I was injected with crucifix,
taught by volunteer cops,
and sentenced to the hamster wheel,
and managed into corners
and hammered into place,

while oceans gagged,
and insects coughed,
while we all boiled together.

Until finally,
I bolted my eyes,
barricaded my head,
shut my ears in the cupboard,
and locked myself out of me.

I pickled my soul.

I killed myself to stay alive.

Now I float over brutal tower blocks.
Now I tumble rattling after garbage trucks.
Now I yell through gulls and ventriloquize the sky.

On hills and in valleys,
in deserts and on coasts,
the human builds its iron nest,
the world does not smile back.

Death’s Daughter

I pilgrimaged to see her titanic head
floating against a skyline of shampoo bottles,
then swam up through black hair
and climbed into her ear.

A poetess,
a flaming thing who lived in soundwaves,
she wore cigarettes—
and oh! I thought,
how entropy became her!

Then her brain broke.
She mumbled to animals, saw faces in furniture,
and turned fearful toward the summoning light.
In her fever she forgave the rooftops,
and I, Sir Savior Worldhero,
drove deep into her madness.
I pled her down from sense precipices
and battled badge-eyed police with uniforms as skin.
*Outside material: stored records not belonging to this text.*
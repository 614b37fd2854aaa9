//! Harness configuration loaded from an optional TOML file.

use std::fs;
use std::net::IpAddr;
use std::path::{Path, PathBuf};

use anyhow::{Context, Result, anyhow};
use serde::{Deserialize, Serialize};

/// Path to the scanner binary, relative to the directory tests run from.
pub const DEFAULT_BINARY_PATH: &str = "../bin/chopchop";

/// Harness configuration (TOML).
///
/// Missing fields take their defaults, so an empty file is valid.
#[derive(Debug, Clone, Serialize, Deserialize, PartialEq, Eq)]
#[serde(default)]
pub struct HarnessConfig {
    /// Scanner executable invoked by every run.
    pub binary_path: PathBuf,

    /// Echo scanner stdout to the console while it runs.
    pub echo_output: bool,

    /// Interface the mock server binds on.
    pub bind_host: String,
}

impl Default for HarnessConfig {
    fn default() -> Self {
        Self {
            binary_path: PathBuf::from(DEFAULT_BINARY_PATH),
            echo_output: true,
            bind_host: "0.0.0.0".to_string(),
        }
    }
}

impl HarnessConfig {
    pub fn validate(&self) -> Result<()> {
        if self.binary_path.as_os_str().is_empty() {
            return Err(anyhow!("binary_path must not be empty"));
        }
        self.bind_ip()?;
        Ok(())
    }

    pub fn bind_ip(&self) -> Result<IpAddr> {
        self.bind_host
            .parse()
            .with_context(|| format!("bind_host {:?} is not an IP address", self.bind_host))
    }
}

/// Load config from a TOML file.
///
/// If the file is missing, returns `HarnessConfig::default()`.
pub fn load_config(path: &Path) -> Result<HarnessConfig> {
    if !path.exists() {
        let cfg = HarnessConfig::default();
        cfg.validate()?;
        return Ok(cfg);
    }
    let contents = fs::read_to_string(path).with_context(|| format!("read {}", path.display()))?;
    let cfg: HarnessConfig =
        toml::from_str(&contents).with_context(|| format!("parse {}", path.display()))?;
    cfg.validate()?;
    Ok(cfg)
}

#[cfg(test)]
mod tests {
    use super::*;

    #[test]
    fn load_missing_returns_default() {
        let temp = tempfile::tempdir().expect("tempdir");
        let cfg = load_config(&temp.path().join("missing.toml")).expect("load");
        assert_eq!(cfg, HarnessConfig::default());
    }

    #[test]
    fn partial_file_keeps_other_defaults() {
        let temp = tempfile::tempdir().expect("tempdir");
        let path = temp.path().join("harness.toml");
        fs::write(&path, "binary_path = \"/opt/scanner\"\necho_output = false\n").expect("write");

        let cfg = load_config(&path).expect("load");
        assert_eq!(cfg.binary_path, PathBuf::from("/opt/scanner"));
        assert!(!cfg.echo_output);
        assert_eq!(cfg.bind_host, "0.0.0.0");
    }

    #[test]
    fn rejects_bad_bind_host() {
        let temp = tempfile::tempdir().expect("tempdir");
        let path = temp.path().join("harness.toml");
        fs::write(&path, "bind_host = \"localhost\"\n").expect("write");

        let err = load_config(&path).expect_err("invalid host");
        assert!(format!("{err:#}").contains("bind_host"));
    }

    #[test]
    fn bind_ip_parses_default_host() {
        let ip = HarnessConfig::default().bind_ip().expect("default host");
        assert!(ip.is_unspecified());
    }

    #[test]
    fn rejects_empty_binary_path() {
        let cfg = HarnessConfig {
            binary_path: PathBuf::new(),
            ..HarnessConfig::default()
        };
        assert!(cfg.validate().is_err());
    }

    #[test]
    fn malformed_toml_is_an_error() {
        let temp = tempfile::tempdir().expect("tempdir");
        let path = temp.path().join("harness.toml");
        fs::write(&path, "echo_output = [").expect("write");

        assert!(load_config(&path).is_err());
    }
}
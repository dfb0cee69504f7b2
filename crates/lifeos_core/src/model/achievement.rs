//! Achievement records and requirement kinds.
//!
//! # Responsibility
//! - Define the unlockable achievement record.
//! - Enumerate the aggregate formulas that gate unlocks, so dispatch stays
//!   exhaustive at compile time.
//!
//! # Invariants
//! - `unlocked_at`, once set, is never cleared or re-evaluated.
//! - `progress` may recompute freely while an achievement stays locked.

use serde::{Deserialize, Serialize};
use uuid::Uuid;

/// Aggregate formula gating an achievement's unlock.
///
/// Each variant names a computation over one entity collection; the
/// evaluator matches exhaustively, so adding a variant without a formula is
/// a compile error.
#[derive(Debug, Clone, Copy, PartialEq, Eq, Serialize, Deserialize)]
#[serde(rename_all = "snake_case")]
pub enum Requirement {
    /// Total completed dates across all habits.
    HabitCompletions,
    /// Highest current streak across all habits.
    HabitStreak,
    /// Count of completed tasks.
    TasksCompleted,
    /// Total minutes of completed work pomodoros.
    PomodoroMinutes,
    /// Distinct days with summed water intake at or above the goal.
    WaterGoalDays,
    /// Sum of all savings-goal current amounts.
    SavingsTotal,
    /// Count of sleep entries with quality 4 or 5.
    QualitySleepNights,
    /// Count of completed breathing sessions.
    BreathingSessions,
    /// Count of journal entries.
    JournalEntries,
}

#[derive(Debug, Clone, PartialEq, Serialize, Deserialize)]
pub struct Achievement {
    pub id: Uuid,
    pub name: String,
    pub description: String,
    pub emoji: String,
    pub xp_reward: i64,
    pub requirement: Requirement,
    pub target: f64,
    pub progress: f64,
    /// Timestamp of the unlock; monotonic once set.
    pub unlocked_at: Option<String>,
}

impl Achievement {
    pub fn is_unlocked(&self) -> bool {
        self.unlocked_at.is_some()
    }
}
//! Finance mutations: settings, categories, expenses, savings, income.
//!
//! # Responsibility
//! - Keep `FinanceCategory::spent` consistent with the expense log by
//!   construction: every expense add/delete adjusts its category in the
//!   same state transition.

use super::Store;
use crate::model::finance::{
    CategoryDraft, Expense, ExpenseDraft, FinanceCategory, FinanceSettingsPatch, IncomeSource,
    IncomeSourceDraft, SavingsGoal, SavingsGoalDraft,
};
use log::info;
use uuid::Uuid;

impl Store {
    pub fn update_finance_settings(&mut self, patch: FinanceSettingsPatch) {
        self.state_mut().finance_settings.apply_patch(patch);
    }

    pub fn add_category(&mut self, draft: CategoryDraft) -> Uuid {
        let category = FinanceCategory::from_draft(draft);
        let id = category.id;
        self.state_mut().categories.push(category);
        id
    }

    /// Removes a category. Expenses that referenced it keep their dangling
    /// id; lookups simply find nothing afterwards.
    pub fn delete_category(&mut self, id: Uuid) {
        self.state_mut().categories.retain(|c| c.id != id);
    }

    /// Records an expense and bumps the referenced category's spent total.
    ///
    /// The category must exist at creation time; when it does not, only the
    /// expense is recorded.
    pub fn add_expense(&mut self, draft: ExpenseDraft) -> Uuid {
        let expense = Expense {
            id: Uuid::new_v4(),
            amount: draft.amount,
            category_id: draft.category_id,
            description: draft.description,
            date: draft.date,
        };
        let id = expense.id;

        let state = self.state_mut();
        if let Some(category) = state
            .categories
            .iter_mut()
            .find(|c| c.id == expense.category_id)
        {
            category.spent += expense.amount;
        }
        info!(
            "event=expense_add module=store status=ok id={} amount={} category={}",
            id, expense.amount, expense.category_id
        );
        state.expenses.push(expense);
        id
    }

    /// Deletes an expense, refunding its category's spent total (clamped at
    /// zero) atomically with the removal. Unknown ids are a no-op.
    pub fn delete_expense(&mut self, id: Uuid) {
        let state = self.state_mut();
        let Some(position) = state.expenses.iter().position(|e| e.id == id) else {
            return;
        };

        let expense = state.expenses.remove(position);
        if let Some(category) = state
            .categories
            .iter_mut()
            .find(|c| c.id == expense.category_id)
        {
            category.spent = (category.spent - expense.amount).max(0.0);
        }
        info!(
            "event=expense_delete module=store status=ok id={} amount={}",
            id, expense.amount
        );
    }

    pub fn add_savings_goal(&mut self, draft: SavingsGoalDraft) -> Uuid {
        let goal = SavingsGoal::from_draft(draft);
        let id = goal.id;
        self.state_mut().savings_goals.push(goal);
        id
    }

    /// Moves a goal's saved amount by an arbitrary delta, floored at zero.
    pub fn update_savings_goal(&mut self, id: Uuid, delta: f64) {
        if let Some(goal) = self.state_mut().savings_goals.iter_mut().find(|g| g.id == id) {
            goal.adjust(delta);
        }
    }

    pub fn delete_savings_goal(&mut self, id: Uuid) {
        self.state_mut().savings_goals.retain(|g| g.id != id);
    }

    pub fn add_income_source(&mut self, draft: IncomeSourceDraft) -> Uuid {
        let source = IncomeSource::from_draft(draft);
        let id = source.id;
        self.state_mut().income_sources.push(source);
        id
    }

    pub fn update_income_source_amount(&mut self, id: Uuid, amount: f64) {
        if let Some(source) = self.state_mut().income_sources.iter_mut().find(|s| s.id == id) {
            source.amount = amount;
        }
    }

    pub fn delete_income_source(&mut self, id: Uuid) {
        self.state_mut().income_sources.retain(|s| s.id != id);
    }
}
//! Achievement catalog and unlock evaluator.
//!
//! # Responsibility
//! - Seed the fixed achievement catalog.
//! - Recompute progress for locked achievements and flip unlocks exactly once.
//!
//! # Invariants
//! - Unlocking is monotonic: an unlocked achievement is skipped by every
//!   later pass, even if its aggregate would recompute below target.
//! - Progress formulas read entity collections only, never profile XP, so an
//!   evaluation pass cannot unlock further achievements by itself.

use crate::model::achievement::{Achievement, Requirement};
use crate::store::AppState;
use log::info;
use std::collections::BTreeMap;
use uuid::Uuid;

/// The ten achievements a fresh state starts with.
pub fn default_catalog() -> Vec<Achievement> {
    let seed: [(&str, &str, &str, i64, Requirement, f64); 10] = [
        (
            "Первые шаги",
            "Выполни первую привычку",
            "👣",
            50,
            Requirement::HabitCompletions,
            1.0,
        ),
        (
            "На неделе",
            "7-дневная серия привычек",
            "🔥",
            200,
            Requirement::HabitStreak,
            7.0,
        ),
        (
            "Месяц силы",
            "30-дневная серия",
            "💪",
            500,
            Requirement::HabitStreak,
            30.0,
        ),
        (
            "Мастер задач",
            "Выполни 50 задач",
            "✅",
            300,
            Requirement::TasksCompleted,
            50.0,
        ),
        (
            "Фокус-мастер",
            "10 часов в Pomodoro",
            "🎯",
            400,
            Requirement::PomodoroMinutes,
            600.0,
        ),
        (
            "Водный баланс",
            "7 дней с нормой воды",
            "💧",
            150,
            Requirement::WaterGoalDays,
            7.0,
        ),
        (
            "Финансовый гуру",
            "Накопи 100,000₽",
            "💰",
            1000,
            Requirement::SavingsTotal,
            100_000.0,
        ),
        (
            "Сонное царство",
            "7 дней качественного сна",
            "😴",
            200,
            Requirement::QualitySleepNights,
            7.0,
        ),
        (
            "Дзен мастер",
            "10 сессий дыхания",
            "🧘",
            150,
            Requirement::BreathingSessions,
            10.0,
        ),
        (
            "Писатель",
            "7 записей в дневнике",
            "📝",
            200,
            Requirement::JournalEntries,
            7.0,
        ),
    ];

    seed.into_iter()
        .map(
            |(name, description, emoji, xp_reward, requirement, target)| Achievement {
                id: Uuid::new_v4(),
                name: name.to_string(),
                description: description.to_string(),
                emoji: emoji.to_string(),
                xp_reward,
                requirement,
                target,
                progress: 0.0,
                unlocked_at: None,
            },
        )
        .collect()
}

/// Computes current progress for a requirement against the live state.
pub fn progress_for(state: &AppState, requirement: Requirement) -> f64 {
    match requirement {
        Requirement::HabitCompletions => state
            .habits
            .iter()
            .map(|habit| habit.completed_dates.len())
            .sum::<usize>() as f64,
        Requirement::HabitStreak => state
            .habits
            .iter()
            .map(|habit| habit.streak)
            .max()
            .unwrap_or(0) as f64,
        Requirement::TasksCompleted => {
            state.tasks.iter().filter(|task| task.completed).count() as f64
        }
        Requirement::PomodoroMinutes => state
            .pomodoro_sessions
            .iter()
            .filter(|session| session.counts_as_work())
            .map(|session| u64::from(session.duration))
            .sum::<u64>() as f64,
        Requirement::WaterGoalDays => days_at_water_goal(state) as f64,
        Requirement::SavingsTotal => state
            .savings_goals
            .iter()
            .map(|goal| goal.current_amount)
            .sum(),
        Requirement::QualitySleepNights => state
            .sleep_entries
            .iter()
            .filter(|entry| entry.is_good_quality())
            .count() as f64,
        Requirement::BreathingSessions => state
            .breathing_sessions
            .iter()
            .filter(|session| session.completed)
            .count() as f64,
        Requirement::JournalEntries => state.journal_entries.len() as f64,
    }
}

fn days_at_water_goal(state: &AppState) -> usize {
    if state.water_goal == 0 {
        return 0;
    }

    let mut per_day: BTreeMap<&str, u64> = BTreeMap::new();
    for entry in &state.water_entries {
        *per_day.entry(entry.date.as_str()).or_default() += u64::from(entry.amount);
    }

    per_day
        .values()
        .filter(|total| **total >= u64::from(state.water_goal))
        .count()
}

/// Runs one evaluator pass over all locked achievements.
///
/// Refreshes `progress` for every locked achievement, stamps `unlocked_at`
/// on those that crossed their target, and returns the summed XP rewards of
/// the newly unlocked ones. Already-unlocked achievements are never touched.
pub fn evaluate(state: &mut AppState, now_iso: &str) -> i64 {
    let snapshot: &AppState = &*state;
    let refreshed: Vec<(usize, f64)> = snapshot
        .achievements
        .iter()
        .enumerate()
        .filter(|(_, achievement)| !achievement.is_unlocked())
        .map(|(index, achievement)| (index, progress_for(snapshot, achievement.requirement)))
        .collect();

    let mut awarded = 0;
    for (index, progress) in refreshed {
        let achievement = &mut state.achievements[index];
        achievement.progress = progress;
        if progress >= achievement.target {
            achievement.unlocked_at = Some(now_iso.to_string());
            awarded += achievement.xp_reward;
            info!(
                "event=achievement_unlocked module=achievements status=ok id={} name={} reward={}",
                achievement.id, achievement.name, achievement.xp_reward
            );
        }
    }

    awarded
}
//! Task mutations.
//!
//! # Responsibility
//! - Create, toggle, patch and delete tasks.
//! - Keep `completed == completed_at.is_some()` and award priority-tiered XP
//!   on the incomplete → complete transition only.

use super::Store;
use crate::model::task::{Task, TaskDraft, TaskPatch};
use log::info;
use uuid::Uuid;

impl Store {
    pub fn add_task(&mut self, draft: TaskDraft) -> Uuid {
        let task = Task::from_draft(draft, self.now_iso());
        let id = task.id;
        info!(
            "event=task_add module=store status=ok id={} priority={:?}",
            id, task.priority
        );
        self.state_mut().tasks.push(task);
        id
    }

    /// Flips completion state. Completing sets `completed_at` and awards
    /// XP by priority; un-completing clears the timestamp without clawing
    /// XP back. Unknown ids are a no-op.
    pub fn toggle_task(&mut self, id: Uuid) {
        let now = self.now_iso();
        let mut award = None;

        if let Some(task) = self.state_mut().tasks.iter_mut().find(|t| t.id == id) {
            if task.completed {
                task.completed = false;
                task.completed_at = None;
            } else {
                task.completed = true;
                task.completed_at = Some(now);
                award = Some(task.priority.xp_reward());
            }
            info!(
                "event=task_toggle module=store status=ok id={} completed={}",
                id, task.completed
            );
        }

        if let Some(xp) = award {
            self.add_xp(xp);
        }
    }

    /// Applies a partial update; completion state is not patchable.
    pub fn update_task(&mut self, id: Uuid, patch: TaskPatch) {
        if let Some(task) = self.state_mut().tasks.iter_mut().find(|t| t.id == id) {
            task.apply_patch(patch);
        }
    }

    pub fn delete_task(&mut self, id: Uuid) {
        self.state_mut().tasks.retain(|t| t.id != id);
    }
}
It was October, and the cold wind cleaned my face.

“This is the afterlife,” she whispered,
“or the beforelife, with Stef Serpent from Eden.”

I stilled her skull
in the shadow
of the church
on the hill.

And she pulled me out of myself.

I had had other plans.
I wanted to become world dictator of words.
Trapped in the smallest of all rooms with myself,
I had been eking out a thousand-word novel,
and I had fed my mind to the clockwork of syntax,
and crucified myself on semi-colon and em-dash,
building the ruins of an idea I could live inside.

Now a new idea took me.
I had to rescue her,
I would take her over all borders,
personal and national,
up immigration mountain,
to my hermitage…
and she would give me a heart,
I guess.


I married my favourite audience,
a Victorian ghost with charcoaled eyes,
all black skirts and sad classical music,

and put her to bed for a year.

I had been working part time,
now I sliced my life into shift strips,
groveled in garbage jars
and waded hipdeep in greasepits.

And hiked home to tidy her head.
And ate her paranoia for supper.

Grappling in sheets,
long-shadowed in red rainstreets,
we talked the ten thousand miles of the trail to her childhood,
probed her cranial catacombs and dusted under her brainstem,
and found there three hundred of her father’s vodka flasks,
and a Bible with a thick black cover, and no words.

Then, sleepless, full of her, sore and penless,
I biked black windways under cinder skies to factory cities,
to erect sixty smokestacks in a clock circle,
every minute dribbling smoke from drabbest inferno;
I patrolled the fortresses of my enemies and masters,
jingling magic keys to the Land of Boredom,
where the hours crawled on thirty-six hundred legs
past binders and sticky notes, duplicated space,
and bosses’ nests. All my meanings rotting inside,

I went to bed to erase myself.
I limped in circles in a sphere of light.

Years died.


It seemed she’d outsmarted madness,
then one twilight she disrobed to greet the Lord—
as a favor to me, she did not look into His ravening face.
But I harangued her: so it began.
I jumped on her brain. I deflected her hungry touch.
I instructed her in all she shouldn’t be,
yet stopped permitting her into my alternative reality.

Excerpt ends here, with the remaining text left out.